I would suggest to play along with the tune that way, drop the track into Itunes, or
Transcribe! (which is what I used for this. Hands down the best transcription software around) and play with the stero/balance settings and listen to the bass and drums isolated. Then just read or play along. It will sound like the trumpet and alto are facing away from the mic and behind some baffles. Cannonball is still loud though, but the trumpet pretty much disappears.
Kill the Clams
Now, I checked this over and played along to it several times of course, but some mystery notes or clams may have snuck through. If you find one, let me know and you will get props here for taking me down a notch for writing down the wrong note. I don't have anything like a t-shirt or a gym bottle or goodies like that, but I will post your name for the world to see. Also, if you notice any interesting motifs or phrases post those for people to see also. There are
a lot more gems in this thing, there are rhythmic things he does during the head that set the stage for the notes he uses on those same chords throughout the entire tune. He really knew what he was doing.
When I went looking for a copy of this bass line on the internets (and didn't find one) I did find that
Rob Gourlay has this tune
in one of his transcription books, so if anyone has that, it would be interesting to check this version against his and see what is different. I, uh,
trust Mr. Gourlay's ears.
But really the process in and of itself is incredibly beneficial, even if a few clams made it through. I mean, it needs to be right and I will correct anything that is wrong, but the learning that you get during transcription is like taking musical steroids. So, what are you transcribing right now? Not "are you transcribing" but "what are you transcribing" because you need to start.

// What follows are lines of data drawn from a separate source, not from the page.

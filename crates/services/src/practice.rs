use std::sync::Arc;

use prep_core::model::{ProgressDelta, ProgressKey, ProgressSnapshot, Question};
use storage::repository::ProgressRepository;
use tracing::{debug, warn};

use crate::config::SyncConfig;
use crate::flush::{BeaconTransport, FlushOutcome, Identity, UnloadFlusher};
use crate::pending::PendingQueue;
use crate::sync::{LocalProgress, Notice, SaveCoordinator, SaveOutcome};

/// Result of answering one question.
#[derive(Debug)]
pub struct AnswerOutcome {
    pub correct: bool,
    pub points_awarded: i64,
    /// The question was already completed; nothing was recorded.
    pub already_answered: bool,
    /// Local progress after the answer (and after reconciliation, if a save ran).
    pub progress: ProgressSnapshot,
    pub save: Option<SaveOutcome>,
    pub notice: Option<Notice>,
}

/// One practice page's progress state for a (user, topic, area).
///
/// Owns its queue, local snapshot, coordinator and flusher; dropping the
/// session without `close` still attempts a beacon flush.
pub struct PracticeSession {
    identity: Option<Identity>,
    config: SyncConfig,
    queue: Arc<PendingQueue>,
    local: Arc<LocalProgress>,
    coordinator: Option<Arc<SaveCoordinator>>,
    flusher: UnloadFlusher,
    closed: bool,
}

impl PracticeSession {
    /// Open a session, fetching remote progress once.
    ///
    /// A missing row or a failed fetch starts from empty progress.
    pub async fn open(
        identity: Option<Identity>,
        topic: &str,
        area: &str,
        repo: Arc<dyn ProgressRepository>,
        beacon: Arc<dyn BeaconTransport>,
        config: SyncConfig,
    ) -> Self {
        let queue = Arc::new(PendingQueue::new(config.retry_cap));

        let initial = match &identity {
            Some(id) => {
                let key = ProgressKey::new(id.user_id.clone(), topic, area);
                match repo.fetch_progress(&key).await {
                    Ok(found) => found.unwrap_or_default(),
                    Err(e) => {
                        warn!(%key, error = %e, "could not load progress, starting empty");
                        ProgressSnapshot::empty()
                    }
                }
            }
            None => ProgressSnapshot::empty(),
        };
        let local = Arc::new(LocalProgress::new(initial));

        let coordinator = identity.as_ref().map(|id| {
            Arc::new(SaveCoordinator::new(
                ProgressKey::new(id.user_id.clone(), topic, area),
                repo,
                Arc::clone(&queue),
                Arc::clone(&local),
            ))
        });

        let flusher = UnloadFlusher::new(
            identity.clone(),
            topic,
            area,
            Arc::clone(&queue),
            coordinator.clone(),
            beacon,
        );

        Self {
            identity,
            config,
            queue,
            local,
            coordinator,
            flusher,
            closed: false,
        }
    }

    #[must_use]
    pub fn identity(&self) -> Option<&Identity> {
        self.identity.as_ref()
    }

    #[must_use]
    pub fn progress(&self) -> ProgressSnapshot {
        self.local.snapshot()
    }

    #[must_use]
    pub fn pending(&self) -> usize {
        self.queue.len()
    }

    /// Record an answer: optimistic local update, enqueue, then save.
    ///
    /// Without a signed-in user the answer is kept locally only.
    pub async fn answer(&mut self, question: &Question, choice: usize) -> AnswerOutcome {
        let correct = question.is_correct(choice);

        if self.local.snapshot().has_completed(question.id()) {
            debug!(question = %question.id(), "question already answered");
            return AnswerOutcome {
                correct,
                points_awarded: 0,
                already_answered: true,
                progress: self.local.snapshot(),
                save: None,
                notice: None,
            };
        }

        let delta =
            ProgressDelta::for_answer(question.id(), correct, self.config.points_per_correct);
        let points_awarded = delta.points;
        let optimistic = self.local.apply(&delta);

        let Some(coordinator) = &self.coordinator else {
            return AnswerOutcome {
                correct,
                points_awarded,
                already_answered: false,
                progress: optimistic,
                save: None,
                notice: Some(Notice::SignInRequired),
            };
        };

        self.queue.enqueue(delta);
        let save = coordinator.save_pending().await;
        let notice = save.notice();

        AnswerOutcome {
            correct,
            points_awarded,
            already_answered: false,
            progress: self.local.snapshot(),
            save: Some(save),
            notice,
        }
    }

    /// Retry any queued deltas through the regular save path.
    pub async fn retry_pending(&self) -> SaveOutcome {
        match &self.coordinator {
            Some(coordinator) => coordinator.save_pending().await,
            None => SaveOutcome::Idle,
        }
    }

    /// Page-hide hook: hand unsaved progress to the beacon if it accepts.
    pub fn on_page_hide(&self) -> Option<FlushOutcome> {
        self.flusher.flush_beacon()
    }

    /// Tear the session down, flushing whatever is still queued.
    pub async fn close(mut self) -> FlushOutcome {
        self.closed = true;
        self.flusher.flush().await
    }
}

impl Drop for PracticeSession {
    fn drop(&mut self) {
        if self.closed || self.queue.is_empty() {
            return;
        }
        if self.flusher.flush_beacon().is_none() {
            warn!(
                pending = self.queue.len(),
                "session dropped with unsaved progress and no beacon"
            );
        }
    }
}
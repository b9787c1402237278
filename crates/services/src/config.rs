use std::env;

use chrono::Duration;
use prep_core::model::POINTS_PER_CORRECT;

/// Age and size bounds for a `TtlCache`.
#[derive(Debug, Clone, Copy, PartialEq, Eq)]
pub struct CachePolicy {
    pub ttl: Duration,
    pub capacity: usize,
}

impl CachePolicy {
    /// Practice page: questions and counts, 5 minutes, 50 entries.
    #[must_use]
    pub fn practice_page() -> Self {
        Self {
            ttl: Duration::minutes(5),
            capacity: 50,
        }
    }

    /// Topic listing, 2 minutes, 50 entries.
    #[must_use]
    pub fn topic_listing() -> Self {
        Self {
            ttl: Duration::minutes(2),
            capacity: 50,
        }
    }
}

/// Knobs for progress sync and question delivery.
#[derive(Debug, Clone, PartialEq, Eq)]
pub struct SyncConfig {
    /// Maximum number of deltas kept in the queue when re-enqueuing after a failed save.
    pub retry_cap: usize,
    pub points_per_correct: i64,
    pub page_size: u32,
    pub practice_cache: CachePolicy,
    pub topic_cache: CachePolicy,
}

impl Default for SyncConfig {
    fn default() -> Self {
        Self {
            retry_cap: 10,
            points_per_correct: POINTS_PER_CORRECT,
            page_size: 10,
            practice_cache: CachePolicy::practice_page(),
            topic_cache: CachePolicy::topic_listing(),
        }
    }
}

impl SyncConfig {
    /// Defaults overridden by `PREP_RETRY_CAP` and `PREP_PAGE_SIZE` when set and valid.
    #[must_use]
    pub fn from_env() -> Self {
        let mut config = Self::default();
        if let Some(cap) = parse_env::<usize>("PREP_RETRY_CAP") {
            config.retry_cap = cap;
        }
        if let Some(size) = parse_env::<u32>("PREP_PAGE_SIZE").filter(|s| *s > 0) {
            config.page_size = size;
        }
        config
    }
}

fn parse_env<T: std::str::FromStr>(key: &str) -> Option<T> {
    let raw = env::var(key).ok()?;
    match raw.trim().parse() {
        Ok(v) => Some(v),
        Err(_) => {
            tracing::warn!("Invalid {key} value {raw:?}, using default");
            None
        }
    }
}

#[cfg(test)]
mod tests {
    use super::*;

    #[test]
    fn defaults_match_practice_page() {
        let config = SyncConfig::default();
        assert_eq!(config.retry_cap, 10);
        assert_eq!(config.points_per_correct, 100);
        assert_eq!(config.practice_cache.ttl, Duration::minutes(5));
        assert_eq!(config.practice_cache.capacity, 50);
        assert_eq!(config.topic_cache.ttl, Duration::minutes(2));
    }
}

I gotta few others transcription ideas in the pipe, I may do the trumpet solo from this tune and put it in bass clef. If there is interest, I am happy to do a post on the transcribing process I use and maybe even a screen cast about it.
So there you have it. Please comment and let me know what you think. Also, this is for educational purposes, so don't repost it anywhere as your own or anything lame like that and of course the performance is all Mr. Sam Jones's. Please attribute and link back here to Basso Ridiculoso if you want to mention it online. Or I will come to your house and pee on your lawn.
Also, Basso Ridiculoso is on Facebook now as well, so feel free to add/like/friend me or whatever one does.
Edit 10/1 6 PM PST: TalkBass user StickPlayer rightly pointed out some low E's that were not marked as E naturals. So those have been fixed now. Any low "E" is a natural, not flat.